Texto: cecilia Cassal. Imagem: edição especial Correio do Povo
10 comentários:
Ah! se todo filho adotivo cantasse sua mãe adotiva assim, com todo esse carinho e competência lírica! Eu, mineirinha aclimatada aqui em São Paulo, amo de paixão os seus mil tons de cinza, e também procuro cantá-los (bem ou mal) em prosa e verso.
Linda nossa Porto mais do que Alegre quando descrita por esta jardineira das palavras. Em outra encadernação és uma Portoalegrense nativa.Adorei!!!!
Teu texto tem o cheiro da rua em que morei, no alto da Protásio; uma ruazinha que era um túnel de plátanos e passarinhos. Tem cheiro de domingo de manhã, tem gosto de um mate na Redenção. Saudades! beijo
Texto lindo, sofisticado, colorido e cheiroso, como Porto Alegre.
Deu-me até vontade de revisitá-la. Beijo.
em Porto Alegre vivem duas das pessoas que mais admiro na vida...

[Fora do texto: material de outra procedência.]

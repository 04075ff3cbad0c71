//! Capped, newest-first surveillance log.

use std::collections::VecDeque;
use std::sync::{Arc, Mutex, MutexGuard, PoisonError};

use tracing::{debug, info, warn};
use watchman_core::config::DEFAULT_LOG_CAPACITY;
use watchman_core::{LogStatus, SurveillanceLog};

use crate::StoreError;
use crate::kv::{KeyValueStore, load_json, save_json};

/// Storage key holding the serialized log array.
pub const LOG_KEY: &str = "school_surveillance_logs";

/// Counts over the retained log.
#[derive(Debug, Clone, Copy, Default, PartialEq, Eq)]
pub struct LogSummary {
    pub total: usize,
    pub authorized: usize,
    pub unauthorized: usize,
}

/// Surveillance log holding at most `capacity` entries, newest first.
///
/// Persisted in full under [`LOG_KEY`] after every mutation.
pub struct LogStore {
    kv: Arc<dyn KeyValueStore>,
    entries: Mutex<VecDeque<SurveillanceLog>>,
    capacity: usize,
}

impl LogStore {
    /// Open with the standard capacity of 100 entries.
    pub fn open(kv: Arc<dyn KeyValueStore>) -> Result<Self, StoreError> {
        Self::open_with_capacity(kv, DEFAULT_LOG_CAPACITY)
    }

    /// Hydrate from storage, or start empty when the key is absent or unreadable.
    ///
    /// `capacity` is clamped to `1..=100`. Stored logs longer than the
    /// capacity keep only their newest entries.
    pub fn open_with_capacity(
        kv: Arc<dyn KeyValueStore>,
        capacity: usize,
    ) -> Result<Self, StoreError> {
        let capacity = capacity.clamp(1, DEFAULT_LOG_CAPACITY);
        let mut entries: VecDeque<SurveillanceLog> =
            match load_json::<Vec<SurveillanceLog>>(kv.as_ref(), LOG_KEY) {
                Ok(Some(stored)) => stored.into(),
                Ok(None) => VecDeque::new(),
                Err(StoreError::Json(e)) => {
                    warn!(error = %e, "stored log is corrupt, starting empty");
                    VecDeque::new()
                }
                Err(e) => return Err(e),
            };
        if entries.len() > capacity {
            warn!(
                stored = entries.len(),
                capacity, "stored log exceeds capacity, truncating"
            );
            entries.truncate(capacity);
        }
        info!(count = entries.len(), capacity, "surveillance log loaded");

        Ok(Self {
            kv,
            entries: Mutex::new(entries),
            capacity,
        })
    }

    /// Insert `entry` as the newest, evicting the oldest beyond capacity.
    pub fn append(&self, entry: SurveillanceLog) -> Result<(), StoreError> {
        let mut entries = self.lock();
        debug!(id = %entry.id, status = entry.status.as_str(), "appending log entry");
        entries.push_front(entry);
        if entries.len() > self.capacity {
            entries.truncate(self.capacity);
        }
        self.persist(&entries)
    }

    /// Remove every entry. Confirmation is the caller's concern.
    pub fn clear(&self) -> Result<(), StoreError> {
        let mut entries = self.lock();
        let dropped = entries.len();
        entries.clear();
        info!(dropped, "surveillance log cleared");
        self.persist(&entries)
    }

    /// Snapshot, newest first.
    pub fn list(&self) -> Vec<SurveillanceLog> {
        self.lock().iter().cloned().collect()
    }

    pub fn len(&self) -> usize {
        self.lock().len()
    }

    pub fn is_empty(&self) -> bool {
        self.lock().is_empty()
    }

    pub fn capacity(&self) -> usize {
        self.capacity
    }

    pub fn summary(&self) -> LogSummary {
        let entries = self.lock();
        let mut summary = LogSummary {
            total: entries.len(),
            ..LogSummary::default()
        };
        for entry in entries.iter() {
            match entry.status {
                LogStatus::Authorized => summary.authorized += 1,
                LogStatus::Unauthorized => summary.unauthorized += 1,
                LogStatus::Warning | LogStatus::Info => {}
            }
        }
        summary
    }

    fn lock(&self) -> MutexGuard<'_, VecDeque<SurveillanceLog>> {
        self.entries.lock().unwrap_or_else(PoisonError::into_inner)
    }

    fn persist(&self, entries: &VecDeque<SurveillanceLog>) -> Result<(), StoreError> {
        save_json(self.kv.as_ref(), LOG_KEY, entries).inspect_err(|e| {
            warn!(error = %e, "failed to persist surveillance log");
        })
    }
}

obrigada pelos elogios... fico feliz, lisongeada, toda-toda..rs
beijo
Outonamente lindo!!!
gracias por sua visita e comentário,
boa semana,
bjo
Porto Alegre, espero que seja a cidade do meu último caminhar, como Quintana - sem o talento e a genialidade dele, vamos deixar bem claro - mas, é a minha cidade, onde nasci e desejo me despedir. O outono aqui é de uma luz inigualável. Lindo, Cecília. beijo.
Tive em P. Alegre só uma vez, tenho vontade de voltar com mais calma e vasculhar essa cidade. Tive no Forum Social Mundial, quase não vi a cidade mesmo, em seu dia a dia... um dia eu volto :)
beijos
Olá Cecilia!
Gostei de seu texto sobre P.A. cidade que eu ainda devo conhecer, sempre descrita por um (en)canto especial de seus diferentes escritores.
Dessa vez postei uma poesia nova no blog para dar uma refrescada. Espero que goste.
Beijos, de minas!
Minha Lia,
Quanto tempo não bato com meus costados nas reentrâncias de tuas palavras!
Acho que ambas vivíamos outonos particulares, contudo, a primavera fora de hora parece ter furado o asfalto do nosso cotidiano.
Saudade de ti, da tua escrita, do tempo em que escrever era-me um exercício menos doído e compartilhávamos impressões.